# What to do
Count the lines in the records beneath this task that contain the string "names", then give the count by itself.

── Input ──

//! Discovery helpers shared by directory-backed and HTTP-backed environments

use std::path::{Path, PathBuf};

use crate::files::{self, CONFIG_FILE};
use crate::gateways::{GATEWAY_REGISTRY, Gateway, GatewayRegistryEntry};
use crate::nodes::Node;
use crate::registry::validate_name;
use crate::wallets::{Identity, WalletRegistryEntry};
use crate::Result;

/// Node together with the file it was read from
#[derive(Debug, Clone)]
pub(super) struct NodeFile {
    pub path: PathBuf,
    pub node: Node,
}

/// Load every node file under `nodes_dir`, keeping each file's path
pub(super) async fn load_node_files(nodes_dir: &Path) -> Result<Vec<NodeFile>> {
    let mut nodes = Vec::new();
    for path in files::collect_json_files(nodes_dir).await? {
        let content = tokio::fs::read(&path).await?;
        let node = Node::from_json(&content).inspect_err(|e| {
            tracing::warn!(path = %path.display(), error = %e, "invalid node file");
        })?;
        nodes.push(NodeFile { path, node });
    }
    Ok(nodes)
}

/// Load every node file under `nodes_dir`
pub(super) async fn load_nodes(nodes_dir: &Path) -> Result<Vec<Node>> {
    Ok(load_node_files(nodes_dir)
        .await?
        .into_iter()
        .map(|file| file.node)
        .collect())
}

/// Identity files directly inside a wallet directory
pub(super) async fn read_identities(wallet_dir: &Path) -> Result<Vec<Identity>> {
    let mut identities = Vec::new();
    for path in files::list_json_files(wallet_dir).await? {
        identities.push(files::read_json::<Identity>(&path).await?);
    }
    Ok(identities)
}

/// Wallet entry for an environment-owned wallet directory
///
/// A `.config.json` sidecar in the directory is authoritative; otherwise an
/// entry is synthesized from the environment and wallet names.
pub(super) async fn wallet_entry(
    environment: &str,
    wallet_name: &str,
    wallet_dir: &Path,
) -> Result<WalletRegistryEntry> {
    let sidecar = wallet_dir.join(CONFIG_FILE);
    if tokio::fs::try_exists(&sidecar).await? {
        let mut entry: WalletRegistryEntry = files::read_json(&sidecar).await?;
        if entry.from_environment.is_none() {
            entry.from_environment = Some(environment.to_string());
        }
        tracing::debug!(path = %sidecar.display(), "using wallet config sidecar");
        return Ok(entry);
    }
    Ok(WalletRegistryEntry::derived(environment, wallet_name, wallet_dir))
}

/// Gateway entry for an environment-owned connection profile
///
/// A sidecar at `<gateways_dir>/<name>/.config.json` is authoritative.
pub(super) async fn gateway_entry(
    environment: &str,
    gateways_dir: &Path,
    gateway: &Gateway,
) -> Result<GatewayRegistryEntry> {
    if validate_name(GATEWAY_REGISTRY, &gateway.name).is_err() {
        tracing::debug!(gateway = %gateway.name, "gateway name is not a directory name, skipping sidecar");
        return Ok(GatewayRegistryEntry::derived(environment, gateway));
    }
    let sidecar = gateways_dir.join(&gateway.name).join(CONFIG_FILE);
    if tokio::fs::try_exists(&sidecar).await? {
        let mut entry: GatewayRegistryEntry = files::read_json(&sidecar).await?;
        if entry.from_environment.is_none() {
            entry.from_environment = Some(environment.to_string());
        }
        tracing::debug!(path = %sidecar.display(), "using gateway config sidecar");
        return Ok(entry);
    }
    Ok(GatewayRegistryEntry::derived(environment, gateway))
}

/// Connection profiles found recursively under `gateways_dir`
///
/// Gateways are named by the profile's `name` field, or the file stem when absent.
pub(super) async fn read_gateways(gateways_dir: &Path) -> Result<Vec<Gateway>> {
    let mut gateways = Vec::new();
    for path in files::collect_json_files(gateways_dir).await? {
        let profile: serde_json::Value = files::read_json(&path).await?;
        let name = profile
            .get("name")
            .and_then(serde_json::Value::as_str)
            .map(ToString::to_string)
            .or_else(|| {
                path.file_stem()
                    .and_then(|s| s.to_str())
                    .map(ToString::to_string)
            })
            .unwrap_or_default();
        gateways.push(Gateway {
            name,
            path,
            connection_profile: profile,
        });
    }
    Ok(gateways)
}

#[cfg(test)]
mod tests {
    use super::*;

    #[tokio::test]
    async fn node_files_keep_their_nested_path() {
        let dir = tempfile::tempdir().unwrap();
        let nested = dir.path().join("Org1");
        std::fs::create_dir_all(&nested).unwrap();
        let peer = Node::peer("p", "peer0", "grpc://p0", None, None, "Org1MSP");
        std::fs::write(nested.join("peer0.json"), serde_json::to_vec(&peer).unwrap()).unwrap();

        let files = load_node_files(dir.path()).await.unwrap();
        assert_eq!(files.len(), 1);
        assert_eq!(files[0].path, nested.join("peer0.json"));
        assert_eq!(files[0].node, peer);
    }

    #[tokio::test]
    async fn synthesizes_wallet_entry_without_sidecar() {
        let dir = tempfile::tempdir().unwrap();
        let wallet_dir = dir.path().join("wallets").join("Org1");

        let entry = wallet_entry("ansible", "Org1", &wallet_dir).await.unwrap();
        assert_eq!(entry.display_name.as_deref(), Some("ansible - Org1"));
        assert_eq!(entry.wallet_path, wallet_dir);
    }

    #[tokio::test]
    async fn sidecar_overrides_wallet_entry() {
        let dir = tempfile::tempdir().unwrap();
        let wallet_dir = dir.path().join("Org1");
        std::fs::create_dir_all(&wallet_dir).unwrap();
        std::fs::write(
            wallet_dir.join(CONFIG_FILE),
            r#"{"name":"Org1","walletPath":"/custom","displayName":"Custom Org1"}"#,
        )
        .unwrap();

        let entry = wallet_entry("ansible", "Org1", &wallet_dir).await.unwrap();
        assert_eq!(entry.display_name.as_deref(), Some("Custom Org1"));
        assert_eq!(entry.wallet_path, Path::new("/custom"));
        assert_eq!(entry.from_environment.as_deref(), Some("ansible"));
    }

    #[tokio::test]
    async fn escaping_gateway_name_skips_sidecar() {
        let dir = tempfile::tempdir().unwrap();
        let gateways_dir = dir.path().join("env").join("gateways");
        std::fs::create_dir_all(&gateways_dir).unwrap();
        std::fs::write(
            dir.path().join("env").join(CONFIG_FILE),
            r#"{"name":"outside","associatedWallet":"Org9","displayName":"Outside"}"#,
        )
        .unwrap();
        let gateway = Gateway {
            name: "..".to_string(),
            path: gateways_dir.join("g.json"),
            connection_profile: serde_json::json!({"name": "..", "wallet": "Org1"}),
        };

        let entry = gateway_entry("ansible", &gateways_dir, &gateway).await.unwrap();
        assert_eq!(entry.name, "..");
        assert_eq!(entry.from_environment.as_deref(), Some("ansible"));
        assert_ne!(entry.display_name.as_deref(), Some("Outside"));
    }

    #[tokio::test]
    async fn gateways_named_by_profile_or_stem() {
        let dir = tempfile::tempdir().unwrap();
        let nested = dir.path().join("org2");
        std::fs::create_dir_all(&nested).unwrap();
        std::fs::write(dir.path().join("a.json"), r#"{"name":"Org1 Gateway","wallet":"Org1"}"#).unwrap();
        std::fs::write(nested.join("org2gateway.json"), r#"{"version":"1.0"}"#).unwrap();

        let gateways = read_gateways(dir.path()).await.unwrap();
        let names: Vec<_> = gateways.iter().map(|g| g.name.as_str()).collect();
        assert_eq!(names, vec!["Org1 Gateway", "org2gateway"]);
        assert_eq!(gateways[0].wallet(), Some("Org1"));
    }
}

───

# Response for this exercise
3